# Networkmanager nach WLANs suchen lassen



## StephenKing (28. September 2007)

Irgendwie nervt mich der KNetworkManager (Version 0.2, KDE 3.5.7 unter Kubuntu Gutsy), dass er nach Hibernate immer nicht checkt, dass er mal wieder nach WLANs suchen könnte... Mein Laptop läuft jetzt schon fast 10min und ich hab immernoch die Uni-WLANs von gestern zur Auswahl 

Kann man das irgendie manuell anstoßen?
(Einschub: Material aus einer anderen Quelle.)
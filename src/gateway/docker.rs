// Gateway over the Docker Engine API via bollard

use super::{ContainerFilter, Gateway, GatewayError, LogOptions, LogStream, decode_stats};
use crate::config::DockerConfig;
use crate::frame::{StreamKind, encode_frame};
use crate::models::{
    ContainerConfig, ContainerState, ContainerSummary, DeviceMapping, DiskUsage, EngineInfo,
    ImageSummary, MountPoint, NetworkSummary, PortBinding, PruneReport, TelemetrySample,
    VolumeSummary,
};
use async_trait::async_trait;
use bollard::container::LogOutput;
use bollard::query_parameters::{
    DataUsageOptions, InspectContainerOptions, ListContainersOptions, ListImagesOptions,
    ListNetworksOptions, ListVolumesOptions, LogsOptions, PruneImagesOptions,
    PruneNetworksOptions, PruneVolumesOptions, RemoveContainerOptions, StatsOptions,
};
use bollard::secret::ContainerInspectResponse;
use bollard::{API_DEFAULT_VERSION, Docker};
use bytes::Bytes;
use futures_util::StreamExt;
use std::collections::HashMap;
use std::time::Duration;
use tracing::{debug, instrument};

pub struct DockerGateway {
    docker: Docker,
}

impl DockerGateway {
    /// Builds the client. The daemon is not contacted until the first call.
    pub fn connect(config: &DockerConfig) -> Result<Self, GatewayError> {
        let docker = match config.host.as_deref() {
            Some(socket) => {
                Docker::connect_with_unix(socket, config.timeout_secs, API_DEFAULT_VERSION)
            }
            None => Docker::connect_with_local_defaults()
                .map(|d| d.with_timeout(Duration::from_secs(config.timeout_secs))),
        }
        .map_err(GatewayError::Connect)?;
        Ok(Self { docker })
    }
}

fn non_negative(v: i64) -> u64 {
    v.max(0) as u64
}

fn log_frame(output: LogOutput) -> Bytes {
    match output {
        LogOutput::StdIn { message } => encode_frame(StreamKind::Stdin, &message),
        LogOutput::StdOut { message } => encode_frame(StreamKind::Stdout, &message),
        LogOutput::StdErr { message } => encode_frame(StreamKind::Stderr, &message),
        // TTY containers have no framing on the wire; present them as stdout.
        LogOutput::Console { message } => encode_frame(StreamKind::Stdout, &message),
    }
}

fn container_config(r: ContainerInspectResponse) -> ContainerConfig {
    let state = r.state.as_ref();
    let host = r.host_config.as_ref();

    let mut port_bindings: Vec<PortBinding> = host
        .and_then(|h| h.port_bindings.as_ref())
        .map(|ports| {
            ports
                .iter()
                .flat_map(|(port, bindings)| {
                    bindings.iter().flatten().map(move |b| PortBinding {
                        container_port: port.clone(),
                        host_ip: b.host_ip.clone().unwrap_or_default(),
                        host_port: b.host_port.clone().unwrap_or_default(),
                    })
                })
                .collect()
        })
        .unwrap_or_default();
    // Stable, so bindings of one port keep their engine order.
    port_bindings.sort_by(|a, b| a.container_port.cmp(&b.container_port));

    let mounts = r
        .mounts
        .as_ref()
        .map(|mounts| {
            mounts
                .iter()
                .map(|m| MountPoint {
                    kind: m.typ.as_ref().map(|t| t.to_string()).unwrap_or_default(),
                    source: m.source.clone().unwrap_or_default(),
                    destination: m.destination.clone().unwrap_or_default(),
                })
                .collect()
        })
        .unwrap_or_default();

    let devices = host
        .and_then(|h| h.devices.as_ref())
        .map(|devices| {
            devices
                .iter()
                .map(|d| DeviceMapping {
                    path_on_host: d.path_on_host.clone().unwrap_or_default(),
                    path_in_container: d.path_in_container.clone().unwrap_or_default(),
                })
                .collect()
        })
        .unwrap_or_default();

    ContainerConfig {
        id: r.id.clone().unwrap_or_default(),
        name: r.name.clone().unwrap_or_default(),
        image: r
            .config
            .as_ref()
            .and_then(|c| c.image.clone())
            .unwrap_or_default(),
        status: state
            .and_then(|s| s.status.as_ref())
            .map(|s| s.to_string())
            .unwrap_or_default(),
        running: state.and_then(|s| s.running).unwrap_or(false),
        started_at: state.and_then(|s| s.started_at.clone()),
        port_bindings,
        mounts,
        devices,
        nano_cpus: host.and_then(|h| h.nano_cpus).unwrap_or(0),
        memory_bytes: host.and_then(|h| h.memory).unwrap_or(0),
        restart_policy: host
            .and_then(|h| h.restart_policy.as_ref())
            .and_then(|p| p.name.as_ref())
            .map(|n| n.to_string())
            .unwrap_or_default(),
        network_mode: host
            .and_then(|h| h.network_mode.clone())
            .unwrap_or_default(),
    }
}

#[async_trait]
impl Gateway for DockerGateway {
    #[instrument(skip(self), fields(gateway = "docker", operation = "list_containers"))]
    async fn list_containers(
        &self,
        filter: ContainerFilter,
    ) -> Result<Vec<ContainerSummary>, GatewayError> {
        let mut filters = HashMap::new();
        if !filter.states.is_empty() {
            filters.insert(
                "status".to_string(),
                filter.states.iter().map(|s| s.as_str().to_string()).collect(),
            );
        }
        let options = ListContainersOptions {
            all: filter.all,
            filters: Some(filters),
            ..Default::default()
        };
        let containers = self
            .docker
            .list_containers(Some(options))
            .await
            .map_err(GatewayError::engine("list_containers"))?;

        Ok(containers
            .into_iter()
            .map(|c| ContainerSummary {
                id: c.id.clone().unwrap_or_default(),
                names: c.names.clone().unwrap_or_default(),
                image: c.image.clone().unwrap_or_default(),
                state: c
                    .state
                    .as_ref()
                    .map(|s| ContainerState::from_docker(&s.to_string()))
                    .unwrap_or(ContainerState::Unknown),
            })
            .collect())
    }

    #[instrument(skip(self), fields(gateway = "docker", operation = "remove_container"))]
    async fn remove_container(&self, id: &str) -> Result<(), GatewayError> {
        self.docker
            .remove_container(id, Some(RemoveContainerOptions::default()))
            .await
            .map_err(GatewayError::engine("remove_container"))
    }

    #[instrument(skip(self), fields(gateway = "docker", operation = "inspect_container"))]
    async fn inspect_container(&self, id: &str) -> Result<ContainerConfig, GatewayError> {
        let response = self
            .docker
            .inspect_container(id, Some(InspectContainerOptions::default()))
            .await
            .map_err(|e| match e {
                bollard::errors::Error::DockerResponseServerError {
                    status_code: 404, ..
                } => GatewayError::NotFound(id.to_string()),
                source => GatewayError::Engine {
                    operation: "inspect_container",
                    source,
                },
            })?;
        Ok(container_config(response))
    }

    #[instrument(skip(self), fields(gateway = "docker", operation = "list_images"))]
    async fn list_images(&self) -> Result<Vec<ImageSummary>, GatewayError> {
        let images = self
            .docker
            .list_images(Some(ListImagesOptions::default()))
            .await
            .map_err(GatewayError::engine("list_images"))?;
        Ok(images
            .into_iter()
            .map(|i| ImageSummary {
                id: i.id,
                repo_tags: i.repo_tags,
                size: non_negative(i.size),
            })
            .collect())
    }

    #[instrument(skip(self), fields(gateway = "docker", operation = "list_networks"))]
    async fn list_networks(&self) -> Result<Vec<NetworkSummary>, GatewayError> {
        let networks = self
            .docker
            .list_networks(Some(ListNetworksOptions::default()))
            .await
            .map_err(GatewayError::engine("list_networks"))?;
        Ok(networks
            .into_iter()
            .map(|n| NetworkSummary {
                name: n.name.unwrap_or_default(),
            })
            .collect())
    }

    #[instrument(skip(self), fields(gateway = "docker", operation = "list_volumes"))]
    async fn list_volumes(&self) -> Result<Vec<VolumeSummary>, GatewayError> {
        let response = self
            .docker
            .list_volumes(Some(ListVolumesOptions::default()))
            .await
            .map_err(GatewayError::engine("list_volumes"))?;
        Ok(response
            .volumes
            .unwrap_or_default()
            .into_iter()
            .map(|v| VolumeSummary { name: v.name })
            .collect())
    }

    #[instrument(skip(self), fields(gateway = "docker", operation = "prune_images"))]
    async fn prune_images(&self, dangling_only: bool) -> Result<PruneReport, GatewayError> {
        // dangling=false widens the prune to every image without a container.
        let mut filters = HashMap::new();
        filters.insert("dangling".to_string(), vec![dangling_only.to_string()]);
        let response = self
            .docker
            .prune_images(Some(PruneImagesOptions {
                filters: Some(filters),
                ..Default::default()
            }))
            .await
            .map_err(GatewayError::engine("prune_images"))?;
        Ok(PruneReport {
            removed: response.images_deleted.map_or(0, |d| d.len() as u64),
            space_reclaimed: response.space_reclaimed.map_or(0, non_negative),
        })
    }

    #[instrument(skip(self), fields(gateway = "docker", operation = "prune_networks"))]
    async fn prune_networks(&self) -> Result<PruneReport, GatewayError> {
        let response = self
            .docker
            .prune_networks(Some(PruneNetworksOptions::default()))
            .await
            .map_err(GatewayError::engine("prune_networks"))?;
        Ok(PruneReport {
            removed: response.networks_deleted.map_or(0, |d| d.len() as u64),
            space_reclaimed: 0,
        })
    }

    #[instrument(skip(self), fields(gateway = "docker", operation = "prune_volumes"))]
    async fn prune_volumes(&self) -> Result<PruneReport, GatewayError> {
        let response = self
            .docker
            .prune_volumes(Some(PruneVolumesOptions::default()))
            .await
            .map_err(GatewayError::engine("prune_volumes"))?;
        Ok(PruneReport {
            removed: response.volumes_deleted.map_or(0, |d| d.len() as u64),
            space_reclaimed: response.space_reclaimed.map_or(0, non_negative),
        })
    }

    #[instrument(skip(self), fields(gateway = "docker", operation = "stats_snapshot"))]
    async fn stats_snapshot(&self, id: &str) -> Result<TelemetrySample, GatewayError> {
        let options = StatsOptions {
            stream: false,
            ..Default::default()
        };
        let mut stream = self.docker.stats(id, Some(options));
        let response = stream
            .next()
            .await
            .ok_or_else(|| GatewayError::Decode {
                operation: "stats_snapshot",
                reason: "empty stats response".to_string(),
            })?
            .map_err(GatewayError::engine("stats_snapshot"))?;
        decode_stats(&response)
    }

    #[instrument(skip(self), fields(gateway = "docker", operation = "stream_logs"))]
    async fn stream_logs(&self, id: &str, options: LogOptions) -> Result<LogStream, GatewayError> {
        let options = LogsOptions {
            follow: options.follow,
            stdout: options.stdout,
            stderr: options.stderr,
            timestamps: options.timestamps,
            tail: options.tail.to_string(),
            ..Default::default()
        };
        debug!(container = id, "opening log stream");
        let stream = self
            .docker
            .logs(id, Some(options))
            .map(|item| item.map(log_frame).map_err(GatewayError::engine("read_logs")));
        Ok(stream.boxed())
    }

    #[instrument(skip(self), fields(gateway = "docker", operation = "system_info"))]
    async fn system_info(&self) -> Result<EngineInfo, GatewayError> {
        let info = self
            .docker
            .info()
            .await
            .map_err(GatewayError::engine("system_info"))?;
        Ok(EngineInfo {
            version: info.server_version.unwrap_or_default(),
            containers: info.containers.map_or(0, non_negative),
            running: info.containers_running.map_or(0, non_negative),
            paused: info.containers_paused.map_or(0, non_negative),
            stopped: info.containers_stopped.map_or(0, non_negative),
            images: info.images.map_or(0, non_negative),
            storage_driver: info.driver.unwrap_or_default(),
            root_dir: info.docker_root_dir.unwrap_or_default(),
        })
    }

    #[instrument(skip(self), fields(gateway = "docker", operation = "disk_usage"))]
    async fn disk_usage(&self) -> Result<DiskUsage, GatewayError> {
        let usage = self
            .docker
            .df(None::<DataUsageOptions>)
            .await
            .map_err(GatewayError::engine("disk_usage"))?;
        Ok(DiskUsage {
            layers_size: usage.layers_size.map_or(0, non_negative),
            images_size: usage
                .images
                .unwrap_or_default()
                .iter()
                .map(|i| non_negative(i.size))
                .sum(),
            volumes_size: usage
                .volumes
                .unwrap_or_default()
                .iter()
                .filter_map(|v| v.usage_data.as_ref())
                .map(|u| non_negative(u.size))
                .sum(),
            build_cache_size: usage
                .build_cache
                .unwrap_or_default()
                .iter()
                .filter_map(|b| b.size)
                .map(non_negative)
                .sum(),
        })
    }
}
Die Buttons "Disable Wireless" sowie "Switch to Offline Mode" helfen leider nicht, da sie scheinbar gar nichts tun... Edit hat festgestellt, dass die Dinger wohl doch funktionieren - allerdings erst nach einen NM-neustart :-[


----------



## shorty1990 (1. Juni 2018)

Sollte eigentlich ganz einfach sein.
der KNetworkmanager basiert ja auf dem Paket network-manager glaube ich.
Dieser hat auch eine Komandozeilenschnitstelle.
Somit solltest du mit nmcli device wifi list die neuen Netze sehen. Ob das auch die Gui aktualisiert weis ich nicht. Aber wer braucht schon ne Gui .
Hier noch mehr info's
Networking/CLI - Fedora Project Wiki


----------



## whileFALSE (30. Juli 2018)

Wenn der NetworkManager unfug macht starte ich den meistens einfach neu mit sudo service network-manager restart.


----------



## lunaticx (2. August 2018)

War das nicht ein "bekanntes" Problem das nach dem Standby der Network Manager rumspinnt.
Ich glaube im Luxx im Linuxanfängerthread was gelesen zu haben.

NetworkManager - ArchWiki

Mhhh da steht zwar switching off WLAN-Adapter, aber im Standby machst du generell nicht anderes.


----------



## Stryke7 (26. August 2018)

Wofür zum GEIER antwortet ihr auf eine 11 (ELF!!!) Jahre alte Frage?! 

Der Nutzer war ebenfalls seit über 10 Jahren nicht mehr im Forum online!

\thread


----------